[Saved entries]

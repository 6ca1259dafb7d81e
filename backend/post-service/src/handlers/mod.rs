/// HTTP request handlers
pub mod comments;
pub mod posts;

pub use comments::add_comment;
pub use posts::{create_post, get_post, get_stats, list_posts, my_posts};
/// S3-backed media storage for post attachments
use crate::config::S3Config;
use crate::error::{AppError, Result};
use async_trait::async_trait;
use aws_sdk_s3::primitives::ByteStream;
use aws_sdk_s3::Client;

/// Durable storage boundary for uploaded media.
///
/// `store` writes the object before returning and hands back a fully
/// qualified, publicly readable locator. The random key component makes
/// locators practically unguessable, but possession of a locator is the
/// only access control there is.
#[async_trait]
pub trait MediaStorage: Send + Sync {
    /// Store raw bytes under a fresh collision-resistant key and return the
    /// public locator for the object.
    async fn store(&self, data: Vec<u8>, original_name: &str, content_type: &str)
        -> Result<String>;
}

/// Media store backed by an S3 bucket (or any S3-compatible endpoint).
pub struct S3MediaStore {
    client: Client,
    bucket: String,
    region: String,
}

impl S3MediaStore {
    /// Initialize the S3 client with credentials from config.
    ///
    /// Uses explicit credentials when provided, otherwise the default
    /// credential chain. A custom endpoint enables S3-compatible storage
    /// like MinIO.
    pub async fn from_config(cfg: &S3Config) -> Self {
        use aws_sdk_s3::config::Region;

        let mut aws_config_builder = aws_config::defaults(aws_config::BehaviorVersion::latest())
            .region(Region::new(cfg.region.clone()));

        if let (Some(access_key_id), Some(secret_access_key)) =
            (&cfg.access_key_id, &cfg.secret_access_key)
        {
            use aws_sdk_s3::config::Credentials;

            let credentials = Credentials::new(
                access_key_id,
                secret_access_key,
                None, // No session token
                None, // No expiration
                "post_service_s3",
            );

            aws_config_builder = aws_config_builder.credentials_provider(credentials);
        }

        if let Some(endpoint) = &cfg.endpoint {
            aws_config_builder = aws_config_builder.endpoint_url(endpoint);
        }

        let aws_config = aws_config_builder.load().await;

        Self {
            client: Client::new(&aws_config),
            bucket: cfg.bucket.clone(),
            region: cfg.region.clone(),
        }
    }

    /// Collision-resistant object key: 16 random bytes hex-encoded, followed
    /// by the caller-supplied original file name.
    fn object_key(original_name: &str) -> String {
        let raw: [u8; 16] = rand::random();
        format!("{}{}", hex::encode(raw), original_name)
    }

    /// Health check for S3 connectivity and bucket access.
    pub async fn health_check(&self) -> Result<()> {
        match self
            .client
            .list_objects_v2()
            .bucket(&self.bucket)
            .max_keys(1)
            .send()
            .await
        {
            Ok(_) => {
                tracing::info!(
                    "✅ S3 connection validated (bucket: {}, region: {})",
                    self.bucket,
                    self.region
                );
                Ok(())
            }
            Err(e) => {
                let error_msg = e.to_string();

                let guidance = if error_msg.contains("InvalidAccessKeyId") {
                    "Invalid AWS Access Key ID. Check AWS_ACCESS_KEY_ID environment variable."
                } else if error_msg.contains("SignatureDoesNotMatch") {
                    "Invalid AWS Secret Access Key. Check AWS_SECRET_ACCESS_KEY environment variable."
                } else if error_msg.contains("NoSuchBucket") {
                    "Bucket does not exist. Check S3_BUCKET environment variable."
                } else if error_msg.contains("AccessDenied") {
                    "Access denied to S3 bucket. Ensure IAM user/role has S3 permissions."
                } else {
                    "S3 health check failed. Ensure S3 bucket is accessible and credentials are valid."
                };

                Err(AppError::Upload(format!(
                    "S3 health check failed: {error_msg}. {guidance}"
                )))
            }
        }
    }
}

fn public_object_url(bucket: &str, region: &str, key: &str) -> String {
    format!("https://{bucket}.s3.{region}.amazonaws.com/{key}")
}

#[async_trait]
impl MediaStorage for S3MediaStore {
    async fn store(
        &self,
        data: Vec<u8>,
        original_name: &str,
        content_type: &str,
    ) -> Result<String> {
        let key = Self::object_key(original_name);

        self.client
            .put_object()
            .bucket(&self.bucket)
            .key(&key)
            .body(ByteStream::from(data))
            .content_type(content_type)
            .send()
            .await
            .map_err(|e| {
                let error_msg = e.to_string();
                if error_msg.contains("403") || error_msg.contains("Forbidden") {
                    AppError::Upload("S3 auth failed (403): Check AWS credentials".to_string())
                } else if error_msg.contains("NoSuchBucket") {
                    AppError::Upload(format!("S3 bucket not found: {}", self.bucket))
                } else {
                    AppError::Upload(format!("S3 upload failed: {e}"))
                }
            })?;

        tracing::debug!(%key, "stored media object");

        Ok(public_object_url(&self.bucket, &self.region, &key))
    }
}
use actix_cors::Cors;
use actix_web::{middleware::Logger, web, App, HttpResponse, HttpServer};
use post_service::db;
use post_service::handlers;
use post_service::services::classifier::PredictApiClient;
use post_service::services::media_store::S3MediaStore;
use post_service::services::PostService;
use sqlx::postgres::PgPoolOptions;
use sqlx::PgPool;
use std::io;
use std::sync::Arc;
use tracing_subscriber::{layer::SubscriberExt, util::SubscriberInitExt};

struct HealthState {
    db_pool: PgPool,
}

impl HealthState {
    async fn check_postgres(&self) -> Result<(), sqlx::Error> {
        sqlx::query("SELECT 1")
            .fetch_one(&self.db_pool)
            .await
            .map(|_| ())
    }
}

async fn health_summary(state: web::Data<HealthState>) -> HttpResponse {
    match state.check_postgres().await {
        Ok(_) => HttpResponse::Ok().json(serde_json::json!({
            "status": "ok",
            "service": "post-service",
            "version": env!("CARGO_PKG_VERSION")
        })),
        Err(e) => HttpResponse::ServiceUnavailable().json(serde_json::json!({
            "status": "unhealthy",
            "error": format!("PostgreSQL connection failed: {}", e),
            "service": "post-service"
        })),
    }
}

async fn liveness_check() -> HttpResponse {
    HttpResponse::Ok().json(serde_json::json!({"alive": true}))
}

/// Post Service
///
/// Accepts user-submitted posts and comments, screens each submission for
/// hate speech via an external prediction service, and serves the moderated
/// collection.
///
/// # Routes
///
/// - `POST /api/v1/posts` - Create a post (multipart: text + optional image)
/// - `GET  /api/v1/posts` - Public feed (unflagged posts, newest first)
/// - `GET  /api/v1/posts/me` - Posts by one author token
/// - `GET  /api/v1/posts/stats` - Moderation statistics
/// - `GET  /api/v1/posts/{post_id}` - Post detail with comments
/// - `POST /api/v1/posts/{post_id}/comments` - Append a comment
#[actix_web::main]
async fn main() -> io::Result<()> {
    // Support container healthchecks via CLI subcommand: `healthcheck-http` or legacy `healthcheck`
    {
        let mut args = std::env::args();
        let _bin = args.next();
        if let Some(cmd) = args.next() {
            if cmd == "healthcheck" || cmd == "healthcheck-http" {
                let url = "http://127.0.0.1:8080/api/v1/health";
                match reqwest::Client::new().get(url).send().await {
                    Ok(resp) if resp.status().is_success() => return Ok(()),
                    Ok(resp) => {
                        eprintln!("healthcheck HTTP status: {}", resp.status());
                        return Err(io::Error::new(io::ErrorKind::Other, "healthcheck failed"));
                    }
                    Err(e) => {
                        eprintln!("healthcheck HTTP error: {}", e);
                        return Err(io::Error::new(io::ErrorKind::Other, "healthcheck error"));
                    }
                }
            }
        }
    }

    dotenvy::dotenv().ok();

    // Initialize tracing
    tracing_subscriber::registry()
        .with(
            tracing_subscriber::EnvFilter::try_from_default_env()
                .unwrap_or_else(|_| "info,actix_web=debug,sqlx=warn".into()),
        )
        .with(tracing_subscriber::fmt::layer())
        .init();

    // Load configuration
    let config = match post_service::Config::from_env() {
        Ok(cfg) => cfg,
        Err(e) => {
            tracing::error!("Configuration loading failed: {}", e);
            eprintln!("ERROR: Failed to load configuration: {}", e);
            std::process::exit(1);
        }
    };

    tracing::info!("Starting post-service v{}", env!("CARGO_PKG_VERSION"));
    tracing::info!("Environment: {}", config.app.env);

    // Initialize database connection pool
    let db_pool = match PgPoolOptions::new()
        .max_connections(config.database.max_connections)
        .connect(&config.database.url)
        .await
    {
        Ok(pool) => pool,
        Err(e) => {
            tracing::error!("Database pool creation failed: {}", e);
            eprintln!("ERROR: Failed to create database pool: {}", e);
            std::process::exit(1);
        }
    };

    // Schema migrations are out of scope; bootstrap the schema idempotently
    if let Err(e) = db::ensure_schema(&db_pool).await {
        tracing::error!("Schema bootstrap failed: {}", e);
        eprintln!("ERROR: Failed to bootstrap schema: {}", e);
        std::process::exit(1);
    }

    tracing::info!("Connected to database");

    // Initialize media storage
    let media_store = S3MediaStore::from_config(&config.s3).await;
    if let Err(e) = media_store.health_check().await {
        // Text-only posts keep working without the object store
        tracing::warn!("S3 connectivity check failed: {}", e);
    }

    // Initialize prediction service client
    let classifier = match PredictApiClient::from_config(&config.classifier) {
        Ok(client) => client,
        Err(e) => {
            tracing::error!("Classifier client creation failed: {}", e);
            eprintln!("ERROR: Failed to create classifier client: {}", e);
            std::process::exit(1);
        }
    };

    let service_data = web::Data::new(PostService::new(
        db_pool.clone(),
        Arc::new(media_store),
        Arc::new(classifier),
    ));
    let pool_data = web::Data::new(db_pool.clone());
    let health_state = web::Data::new(HealthState {
        db_pool: db_pool.clone(),
    });

    let http_bind_address = format!("{}:{}", config.app.host, config.app.port);
    tracing::info!("Starting HTTP server at {}", http_bind_address);

    HttpServer::new(move || {
        // Build CORS configuration
        let mut cors = Cors::default();
        for origin in config.cors.allowed_origins.split(',') {
            let origin = origin.trim();
            if origin == "*" {
                cors = cors.allow_any_origin();
            } else {
                cors = cors.allowed_origin(origin);
            }
        }
        cors = cors.allow_any_method().allow_any_header().max_age(3600);

        App::new()
            .app_data(service_data.clone())
            .app_data(pool_data.clone())
            .app_data(health_state.clone())
            .wrap(cors)
            .wrap(Logger::default())
            .wrap(tracing_actix_web::TracingLogger::default())
            // Health check endpoints
            .route("/api/v1/health", web::get().to(health_summary))
            .route("/api/v1/health/live", web::get().to(liveness_check))
            .service(
                web::scope("/api/v1/posts")
                    .service(
                        web::resource("")
                            .route(web::post().to(handlers::create_post))
                            .route(web::get().to(handlers::list_posts)),
                    )
                    .route("/me", web::get().to(handlers::my_posts))
                    .route("/stats", web::get().to(handlers::get_stats))
                    .service(
                        web::resource("/{post_id}").route(web::get().to(handlers::get_post)),
                    )
                    .route(
                        "/{post_id}/comments",
                        web::post().to(handlers::add_comment),
                    ),
            )
    })
    .bind(&http_bind_address)?
    .workers(4)
    .run()
    .await
}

### About this task
Across the entries above, state how many lines include the string "connectivity", with no other text.

### Exercise output
2